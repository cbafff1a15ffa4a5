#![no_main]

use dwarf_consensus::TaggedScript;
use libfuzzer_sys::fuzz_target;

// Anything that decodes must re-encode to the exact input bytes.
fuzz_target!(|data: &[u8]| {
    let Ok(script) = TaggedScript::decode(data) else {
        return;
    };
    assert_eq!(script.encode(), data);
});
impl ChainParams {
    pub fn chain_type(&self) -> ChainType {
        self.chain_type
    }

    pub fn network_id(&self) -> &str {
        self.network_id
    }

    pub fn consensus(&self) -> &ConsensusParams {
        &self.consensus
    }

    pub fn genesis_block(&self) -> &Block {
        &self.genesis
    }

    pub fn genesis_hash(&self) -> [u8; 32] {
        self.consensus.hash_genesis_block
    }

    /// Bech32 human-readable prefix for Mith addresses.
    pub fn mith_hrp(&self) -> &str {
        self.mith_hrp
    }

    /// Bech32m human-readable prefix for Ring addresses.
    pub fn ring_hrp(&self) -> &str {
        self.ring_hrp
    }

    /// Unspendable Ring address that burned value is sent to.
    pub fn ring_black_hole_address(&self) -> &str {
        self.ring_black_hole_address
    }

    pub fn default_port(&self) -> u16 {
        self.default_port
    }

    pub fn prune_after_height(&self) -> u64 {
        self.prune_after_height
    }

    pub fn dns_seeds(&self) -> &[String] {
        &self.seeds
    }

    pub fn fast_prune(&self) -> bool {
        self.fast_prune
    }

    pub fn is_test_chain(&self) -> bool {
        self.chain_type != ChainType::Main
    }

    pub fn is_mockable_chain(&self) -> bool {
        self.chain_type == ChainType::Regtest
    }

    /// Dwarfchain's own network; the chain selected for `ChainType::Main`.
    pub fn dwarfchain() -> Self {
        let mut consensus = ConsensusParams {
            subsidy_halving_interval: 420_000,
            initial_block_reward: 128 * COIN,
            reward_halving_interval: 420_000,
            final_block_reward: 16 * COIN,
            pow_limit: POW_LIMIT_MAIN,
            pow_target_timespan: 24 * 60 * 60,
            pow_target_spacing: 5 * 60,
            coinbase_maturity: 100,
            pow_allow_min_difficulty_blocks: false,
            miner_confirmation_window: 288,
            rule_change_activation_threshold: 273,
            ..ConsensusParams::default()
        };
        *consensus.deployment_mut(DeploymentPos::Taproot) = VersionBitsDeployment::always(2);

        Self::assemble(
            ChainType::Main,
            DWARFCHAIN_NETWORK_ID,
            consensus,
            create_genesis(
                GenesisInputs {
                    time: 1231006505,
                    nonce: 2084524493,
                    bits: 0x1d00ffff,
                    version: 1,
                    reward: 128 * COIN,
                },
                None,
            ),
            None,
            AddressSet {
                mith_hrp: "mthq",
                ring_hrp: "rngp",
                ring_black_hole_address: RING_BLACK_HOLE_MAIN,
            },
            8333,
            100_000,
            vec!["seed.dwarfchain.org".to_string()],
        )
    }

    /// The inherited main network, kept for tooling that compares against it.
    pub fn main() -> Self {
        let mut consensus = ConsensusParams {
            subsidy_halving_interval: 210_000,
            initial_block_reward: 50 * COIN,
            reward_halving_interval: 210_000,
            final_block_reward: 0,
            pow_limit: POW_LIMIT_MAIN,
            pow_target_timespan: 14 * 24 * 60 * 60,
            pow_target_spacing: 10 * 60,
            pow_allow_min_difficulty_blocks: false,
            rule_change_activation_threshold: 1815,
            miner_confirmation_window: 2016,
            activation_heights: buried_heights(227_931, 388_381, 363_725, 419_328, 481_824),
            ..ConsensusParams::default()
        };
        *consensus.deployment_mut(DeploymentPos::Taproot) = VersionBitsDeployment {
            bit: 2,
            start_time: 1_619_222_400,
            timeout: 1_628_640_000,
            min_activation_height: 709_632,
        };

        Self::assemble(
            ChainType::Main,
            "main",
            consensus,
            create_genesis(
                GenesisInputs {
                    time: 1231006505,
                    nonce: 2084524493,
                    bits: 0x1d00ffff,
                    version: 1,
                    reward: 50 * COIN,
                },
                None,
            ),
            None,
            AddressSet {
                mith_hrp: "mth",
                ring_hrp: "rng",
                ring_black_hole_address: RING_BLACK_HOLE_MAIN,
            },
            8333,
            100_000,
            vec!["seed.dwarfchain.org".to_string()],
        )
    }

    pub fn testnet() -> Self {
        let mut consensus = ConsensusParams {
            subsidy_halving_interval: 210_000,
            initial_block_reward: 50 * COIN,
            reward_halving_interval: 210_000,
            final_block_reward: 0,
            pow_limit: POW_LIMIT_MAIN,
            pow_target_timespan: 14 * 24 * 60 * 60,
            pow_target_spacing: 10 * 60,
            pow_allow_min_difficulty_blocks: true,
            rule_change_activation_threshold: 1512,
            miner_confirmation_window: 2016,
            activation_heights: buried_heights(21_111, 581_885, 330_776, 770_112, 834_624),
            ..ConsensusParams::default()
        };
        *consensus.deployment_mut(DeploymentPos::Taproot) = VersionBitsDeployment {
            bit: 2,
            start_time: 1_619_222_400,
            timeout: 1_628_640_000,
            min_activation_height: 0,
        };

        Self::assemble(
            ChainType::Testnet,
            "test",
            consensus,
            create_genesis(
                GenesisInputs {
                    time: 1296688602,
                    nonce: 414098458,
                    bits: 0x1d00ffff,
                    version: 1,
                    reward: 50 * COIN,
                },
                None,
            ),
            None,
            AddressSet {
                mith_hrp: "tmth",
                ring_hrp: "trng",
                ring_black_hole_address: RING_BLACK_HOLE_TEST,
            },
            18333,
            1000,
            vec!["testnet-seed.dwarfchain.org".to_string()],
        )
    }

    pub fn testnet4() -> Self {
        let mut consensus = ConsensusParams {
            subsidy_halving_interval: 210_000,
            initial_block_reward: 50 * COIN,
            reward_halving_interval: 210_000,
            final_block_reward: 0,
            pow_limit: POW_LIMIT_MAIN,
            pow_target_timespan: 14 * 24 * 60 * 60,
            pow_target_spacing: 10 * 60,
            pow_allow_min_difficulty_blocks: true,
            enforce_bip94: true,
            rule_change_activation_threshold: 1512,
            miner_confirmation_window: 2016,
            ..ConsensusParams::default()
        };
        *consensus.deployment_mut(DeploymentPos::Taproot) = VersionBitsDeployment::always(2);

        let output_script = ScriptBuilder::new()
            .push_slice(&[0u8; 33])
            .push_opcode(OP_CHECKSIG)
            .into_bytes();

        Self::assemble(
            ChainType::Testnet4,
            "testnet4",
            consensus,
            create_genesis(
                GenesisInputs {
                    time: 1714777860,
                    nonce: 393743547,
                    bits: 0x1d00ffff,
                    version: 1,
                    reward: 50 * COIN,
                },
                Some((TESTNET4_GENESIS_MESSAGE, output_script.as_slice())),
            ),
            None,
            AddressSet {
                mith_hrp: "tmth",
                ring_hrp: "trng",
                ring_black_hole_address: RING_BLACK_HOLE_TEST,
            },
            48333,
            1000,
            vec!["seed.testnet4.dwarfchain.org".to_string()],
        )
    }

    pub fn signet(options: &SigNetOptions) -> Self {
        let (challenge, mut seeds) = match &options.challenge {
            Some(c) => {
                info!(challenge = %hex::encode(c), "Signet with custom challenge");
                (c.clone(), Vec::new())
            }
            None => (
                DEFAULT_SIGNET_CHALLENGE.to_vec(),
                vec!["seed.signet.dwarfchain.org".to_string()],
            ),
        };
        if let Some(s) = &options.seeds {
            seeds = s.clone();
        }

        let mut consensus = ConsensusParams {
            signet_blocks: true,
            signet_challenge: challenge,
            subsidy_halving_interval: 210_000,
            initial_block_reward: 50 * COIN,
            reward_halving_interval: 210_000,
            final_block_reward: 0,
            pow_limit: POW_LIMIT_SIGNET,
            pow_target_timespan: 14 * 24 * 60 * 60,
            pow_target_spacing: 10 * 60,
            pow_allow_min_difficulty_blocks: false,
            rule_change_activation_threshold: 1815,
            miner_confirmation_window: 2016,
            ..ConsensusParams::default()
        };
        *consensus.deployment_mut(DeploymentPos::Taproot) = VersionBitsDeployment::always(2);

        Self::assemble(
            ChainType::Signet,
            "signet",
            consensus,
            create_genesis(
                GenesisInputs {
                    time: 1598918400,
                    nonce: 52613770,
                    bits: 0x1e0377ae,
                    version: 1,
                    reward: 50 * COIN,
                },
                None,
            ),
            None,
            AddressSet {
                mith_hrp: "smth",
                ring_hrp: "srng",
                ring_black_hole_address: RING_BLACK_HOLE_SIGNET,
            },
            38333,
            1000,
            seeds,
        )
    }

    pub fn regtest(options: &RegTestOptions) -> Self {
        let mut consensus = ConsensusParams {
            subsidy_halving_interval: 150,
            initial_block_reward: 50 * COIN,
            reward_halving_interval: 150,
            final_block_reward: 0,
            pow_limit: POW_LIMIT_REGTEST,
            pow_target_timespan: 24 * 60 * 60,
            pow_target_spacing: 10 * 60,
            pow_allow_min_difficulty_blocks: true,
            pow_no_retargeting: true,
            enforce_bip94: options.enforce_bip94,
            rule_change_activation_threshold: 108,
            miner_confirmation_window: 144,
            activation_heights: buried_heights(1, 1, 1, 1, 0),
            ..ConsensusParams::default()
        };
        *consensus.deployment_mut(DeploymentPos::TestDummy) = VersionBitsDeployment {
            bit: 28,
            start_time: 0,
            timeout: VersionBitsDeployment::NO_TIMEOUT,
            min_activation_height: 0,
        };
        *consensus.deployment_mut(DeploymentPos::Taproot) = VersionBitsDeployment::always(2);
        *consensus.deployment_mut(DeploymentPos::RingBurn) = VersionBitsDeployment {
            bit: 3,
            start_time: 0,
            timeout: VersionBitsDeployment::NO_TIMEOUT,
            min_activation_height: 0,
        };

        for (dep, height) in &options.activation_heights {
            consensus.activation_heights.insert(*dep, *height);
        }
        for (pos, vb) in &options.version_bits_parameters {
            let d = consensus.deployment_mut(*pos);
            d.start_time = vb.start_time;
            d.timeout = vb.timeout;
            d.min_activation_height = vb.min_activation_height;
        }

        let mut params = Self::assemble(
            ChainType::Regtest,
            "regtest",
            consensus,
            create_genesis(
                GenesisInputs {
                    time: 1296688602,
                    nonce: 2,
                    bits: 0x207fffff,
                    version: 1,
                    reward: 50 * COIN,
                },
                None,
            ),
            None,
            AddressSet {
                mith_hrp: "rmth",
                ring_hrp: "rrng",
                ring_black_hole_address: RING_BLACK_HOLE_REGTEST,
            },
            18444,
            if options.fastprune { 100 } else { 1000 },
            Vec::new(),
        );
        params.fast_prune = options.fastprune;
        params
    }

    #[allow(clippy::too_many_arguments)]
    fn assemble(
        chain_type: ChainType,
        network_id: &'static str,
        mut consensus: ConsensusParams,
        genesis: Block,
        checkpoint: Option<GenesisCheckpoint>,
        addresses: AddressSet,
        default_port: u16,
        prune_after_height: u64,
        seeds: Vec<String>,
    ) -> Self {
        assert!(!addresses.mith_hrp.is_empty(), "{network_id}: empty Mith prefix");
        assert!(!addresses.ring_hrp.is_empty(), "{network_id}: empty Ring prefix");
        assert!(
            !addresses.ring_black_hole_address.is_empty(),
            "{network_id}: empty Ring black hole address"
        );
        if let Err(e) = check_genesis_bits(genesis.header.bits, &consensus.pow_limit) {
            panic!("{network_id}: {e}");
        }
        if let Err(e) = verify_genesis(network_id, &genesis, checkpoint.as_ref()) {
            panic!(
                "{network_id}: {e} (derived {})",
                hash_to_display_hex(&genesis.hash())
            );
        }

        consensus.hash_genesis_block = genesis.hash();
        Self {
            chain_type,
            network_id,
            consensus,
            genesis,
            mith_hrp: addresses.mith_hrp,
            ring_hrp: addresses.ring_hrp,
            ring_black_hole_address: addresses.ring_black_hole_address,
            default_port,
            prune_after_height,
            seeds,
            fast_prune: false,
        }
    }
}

__________

Directions ->
Nothing past the line containing "pub fn fast_prune(&self)" should be restated; transcribe the material exactly from its first line through that line.

Exercise result ->
repository cbafff1a15ffa4a5
#![no_main]

use dwarf_consensus::TaggedScript;
use libfuzzer_sys::fuzz_target;

// Anything that decodes must re-encode to the exact input bytes.
fuzz_target!(|data: &[u8]| {
    let Ok(script) = TaggedScript::decode(data) else {
        return;
    };
    assert_eq!(script.encode(), data);
});
impl ChainParams {
    pub fn chain_type(&self) -> ChainType {
        self.chain_type
    }

    pub fn network_id(&self) -> &str {
        self.network_id
    }

    pub fn consensus(&self) -> &ConsensusParams {
        &self.consensus
    }

    pub fn genesis_block(&self) -> &Block {
        &self.genesis
    }

    pub fn genesis_hash(&self) -> [u8; 32] {
        self.consensus.hash_genesis_block
    }

    /// Bech32 human-readable prefix for Mith addresses.
    pub fn mith_hrp(&self) -> &str {
        self.mith_hrp
    }

    /// Bech32m human-readable prefix for Ring addresses.
    pub fn ring_hrp(&self) -> &str {
        self.ring_hrp
    }

    /// Unspendable Ring address that burned value is sent to.
    pub fn ring_black_hole_address(&self) -> &str {
        self.ring_black_hole_address
    }

    pub fn default_port(&self) -> u16 {
        self.default_port
    }

    pub fn prune_after_height(&self) -> u64 {
        self.prune_after_height
    }

    pub fn dns_seeds(&self) -> &[String] {
        &self.seeds
    }

    pub fn fast_prune(&self) -> bool {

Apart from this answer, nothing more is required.